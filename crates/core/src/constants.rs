//! Constants used throughout the UTI core crate.

/// Default API root of the record-management backend.
pub const DEFAULT_BACKEND_URL: &str = "http://localhost:8000/api/";

/// Nurse name used as author when none is configured.
pub const DEFAULT_NURSE_NAME: &str = "Enfermeiro João";

/// Default wall-clock refresh period, in seconds.
pub const DEFAULT_CLOCK_REFRESH_SECS: u64 = 60;

/// Default REST listen address.
pub const DEFAULT_REST_ADDR: &str = "0.0.0.0:3000";

/// Decubitus timer value (minutes) at which a patient needs attention.
pub const DECUBITUS_ATTENTION_MINUTES: i64 = 90;

/// Decubitus timer value (minutes) at which a patient is overdue for a position change.
pub const DECUBITUS_CRITICAL_MINUTES: i64 = 120;

/// Header row of a scale CSV file.
pub const SCALE_CSV_HEADER: [&str; 5] = ["Técnico", "Paciente", "Data", "Turno", "Leito"];

/// File name offered when the scale template is downloaded.
pub const SCALE_TEMPLATE_FILENAME: &str = "template_escala.csv";

/// Downloadable scale template: the header plus two example rows.
pub const SCALE_TEMPLATE: &str = "Técnico,Paciente,Data,Turno,Leito
João Silva,Maria Santos,2024-01-21,morning,101
Ana Costa,Pedro Lima,2024-01-21,afternoon,102";

/// Default title of a task added from the dashboard.
pub const NEW_TASK_TITLE: &str = "Nova Tarefa";

/// Default description of a task added from the dashboard.
pub const NEW_TASK_DESCRIPTION: &str = "Descrição da tarefa";

/// Default due time of a task added from the dashboard.
pub const NEW_TASK_DUE_TIME: &str = "17:00";

/// Label used when a grouping key is missing.
pub const UNSPECIFIED_LABEL: &str = "Não especificado";

/// Label shown when an SBAR record points at a patient that is not on the roster.
pub const UNKNOWN_PATIENT_LABEL: &str = "Paciente não encontrado";
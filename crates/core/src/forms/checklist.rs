use super::ExpandedSections;
use crate::checklist::{ChecklistBook, ChecklistKey, ChecklistSection, ChecklistUpdate, IndicatorChecklist};
use chrono::{DateTime, Utc};

/// The indicator checklist on the patient page.
#[derive(Clone, Debug)]
pub struct ChecklistForm {
    checklist: IndicatorChecklist,
    sections: ExpandedSections<ChecklistSection>,
}

impl ChecklistForm {
    /// Resumes the checklist saved under `key`, or starts a blank one.
    pub fn open(
        book: &ChecklistBook,
        key: ChecklistKey,
        completed_by: &str,
        now: DateTime<Utc>,
    ) -> Self {
        let checklist = match book.get(&key) {
            Some(saved) => saved.clone(),
            None => IndicatorChecklist::blank(key.patient_id, key.date, key.shift, completed_by, now),
        };
        Self {
            checklist,
            sections: ExpandedSections::new(),
        }
    }

    pub fn checklist(&self) -> &IndicatorChecklist {
        &self.checklist
    }

    pub fn sections(&self) -> &ExpandedSections<ChecklistSection> {
        &self.sections
    }

    pub fn update(&mut self, update: ChecklistUpdate) {
        self.checklist = self.checklist.clone().apply(update);
    }

    /// Opens or closes a section. The checklist itself is unaffected.
    pub fn toggle(&mut self, section: ChecklistSection) -> bool {
        self.sections.toggle(section)
    }

    pub fn is_expanded(&self, section: ChecklistSection) -> bool {
        self.sections.is_expanded(section)
    }

    /// Signs the checklist and stores it in `book`, replacing an earlier save for the same key.
    pub fn save<'a>(
        &self,
        book: &'a mut ChecklistBook,
        completed_by: &str,
        now: DateTime<Utc>,
    ) -> &'a IndicatorChecklist {
        let mut signed = self.checklist.clone();
        signed.completed_by = completed_by.to_string();
        signed.completed_at = now;
        book.save(signed)
    }
}

#[cfg(test)]
mod tests {
    use super::*;
    use crate::checklist::{ChecklistFlag, FallType};
    use crate::model::Shift;
    use chrono::{NaiveDate, TimeZone};
    use uti_ids::RecordId;

    fn key() -> ChecklistKey {
        ChecklistKey {
            patient_id: RecordId::parse("1").unwrap(),
            date: NaiveDate::from_ymd_opt(2024, 1, 20).unwrap(),
            shift: Shift::Afternoon,
        }
    }

    fn now() -> DateTime<Utc> {
        Utc.with_ymd_and_hms(2024, 1, 20, 17, 0, 0).unwrap()
    }

    #[test]
    fn expanding_sections_leaves_data_alone() {
        let book = ChecklistBook::new();
        let mut form = ChecklistForm::open(&book, key(), "Enfermeiro João", now());
        let before = form.checklist().clone();
        assert!(form.toggle(ChecklistSection::Phlebitis));
        assert!(form.toggle(ChecklistSection::Falls));
        assert!(!form.toggle(ChecklistSection::Phlebitis));
        assert!(form.is_expanded(ChecklistSection::Falls));
        assert_eq!(form.checklist(), &before);
    }

    #[test]
    fn saved_checklist_is_reopened_for_the_same_key() {
        let mut book = ChecklistBook::new();
        let mut form = ChecklistForm::open(&book, key(), "Enfermeiro João", now());
        form.update(ChecklistUpdate::Occurred {
            section: ChecklistSection::Falls,
            value: true,
        });
        form.update(ChecklistUpdate::Flag {
            flag: ChecklistFlag::Falls(FallType::Bed),
            value: true,
        });
        form.save(&mut book, "Enfermeira Ana", now());
        form.save(&mut book, "Enfermeira Ana", now());
        assert_eq!(book.len(), 1);

        let reopened = ChecklistForm::open(&book, key(), "Enfermeiro João", now());
        assert!(reopened.checklist().occurred(ChecklistSection::Falls));
        assert!(reopened.checklist().flag(ChecklistFlag::Falls(FallType::Bed)));
        assert_eq!(reopened.checklist().completed_by, "Enfermeira Ana");
        assert!(!reopened.is_expanded(ChecklistSection::Falls));
    }
}
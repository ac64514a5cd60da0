use super::Shift;
use chrono::{DateTime, Utc};
use serde::{Deserialize, Serialize};
use uti_ids::RecordId;

/// A Situation-Background-Assessment-Recommendation handover note.
#[derive(Clone, Debug, PartialEq, Eq, Serialize, Deserialize)]
#[serde(rename_all = "camelCase")]
pub struct SbarRecord {
    pub id: RecordId,
    pub patient_id: RecordId,
    pub situation: String,
    pub background: String,
    pub assessment: String,
    pub recommendation: String,
    pub created_at: DateTime<Utc>,
    pub shift: Shift,
    pub created_by: String,
}
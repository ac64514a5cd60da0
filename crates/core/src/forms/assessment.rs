use crate::assessment::{AssessmentRecord, AssessmentUpdate, PhysicalAssessment};
use crate::validation::ValidationErrors;
use chrono::{DateTime, FixedOffset, Utc};
use uti_ids::{RecordId, TimestampIdGenerator};

/// Physical-assessment entry for one patient, with that patient's saved assessments newest first.
#[derive(Clone, Debug)]
pub struct AssessmentForm {
    patient_id: RecordId,
    draft: AssessmentRecord,
    assessments: Vec<PhysicalAssessment>,
}

impl AssessmentForm {
    /// Opens the form with a draft dated `now` in the ward's local time.
    pub fn new(
        patient_id: RecordId,
        assessed_by: &str,
        now: DateTime<FixedOffset>,
        assessments: Vec<PhysicalAssessment>,
    ) -> Self {
        Self {
            draft: AssessmentRecord::template(patient_id.clone(), assessed_by, now.naive_local()),
            patient_id,
            assessments,
        }
    }

    pub fn patient_id(&self) -> &RecordId {
        &self.patient_id
    }

    pub fn draft(&self) -> &AssessmentRecord {
        &self.draft
    }

    pub fn assessments(&self) -> &[PhysicalAssessment] {
        &self.assessments
    }

    pub fn into_assessments(self) -> Vec<PhysicalAssessment> {
        self.assessments
    }

    pub fn update(&mut self, update: AssessmentUpdate) {
        self.draft = self.draft.clone().apply(update);
    }

    /// Range-checks the draft and files it at the top of the list.
    ///
    /// The draft keeps its system findings for the next entry; date and time move to `now` (local
    /// wall time) and the general observations are cleared.
    pub fn save(
        &mut self,
        ids: &mut TimestampIdGenerator,
        now: DateTime<FixedOffset>,
    ) -> Result<&PhysicalAssessment, ValidationErrors> {
        self.draft.validate().into_result()?;

        let mut record = self.draft.clone();
        record.patient_id = self.patient_id.clone();
        let saved = PhysicalAssessment {
            id: ids.next_record_id_at(now.with_timezone(&Utc)),
            record,
        };
        tracing::info!(assessment_id = %saved.id, patient_id = %self.patient_id, "assessment saved");
        self.assessments.insert(0, saved);

        let local = now.naive_local();
        self.draft.date = local.date();
        self.draft.time = local.time();
        self.draft.general_observations.clear();
        Ok(&self.assessments[0])
    }

    /// Removes the assessment at `index`; out-of-range indices change nothing.
    pub fn remove(&mut self, index: usize) -> Option<PhysicalAssessment> {
        (index < self.assessments.len()).then(|| self.assessments.remove(index))
    }
}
┄┄┄┄┄┄
* Description of the task:
Your answer should be the lines above, from the line containing "self.draft = self.draft.clone().apply(update);" up to and including the line containing "indices change nothing.", reproduced exactly and with nothing else.

* Solution for this task:
        self.draft = self.draft.clone().apply(update);
    }

    /// Range-checks the draft and files it at the top of the list.
    ///
    /// The draft keeps its system findings for the next entry; date and time move to `now` (local
    /// wall time) and the general observations are cleared.
    pub fn save(
        &mut self,
        ids: &mut TimestampIdGenerator,
        now: DateTime<FixedOffset>,
    ) -> Result<&PhysicalAssessment, ValidationErrors> {
        self.draft.validate().into_result()?;

        let mut record = self.draft.clone();
        record.patient_id = self.patient_id.clone();
        let saved = PhysicalAssessment {
            id: ids.next_record_id_at(now.with_timezone(&Utc)),
            record,
        };
        tracing::info!(assessment_id = %saved.id, patient_id = %self.patient_id, "assessment saved");
        self.assessments.insert(0, saved);

        let local = now.naive_local();
        self.draft.date = local.date();
        self.draft.time = local.time();
        self.draft.general_observations.clear();
        Ok(&self.assessments[0])
    }

    /// Removes the assessment at `index`; out-of-range indices change nothing.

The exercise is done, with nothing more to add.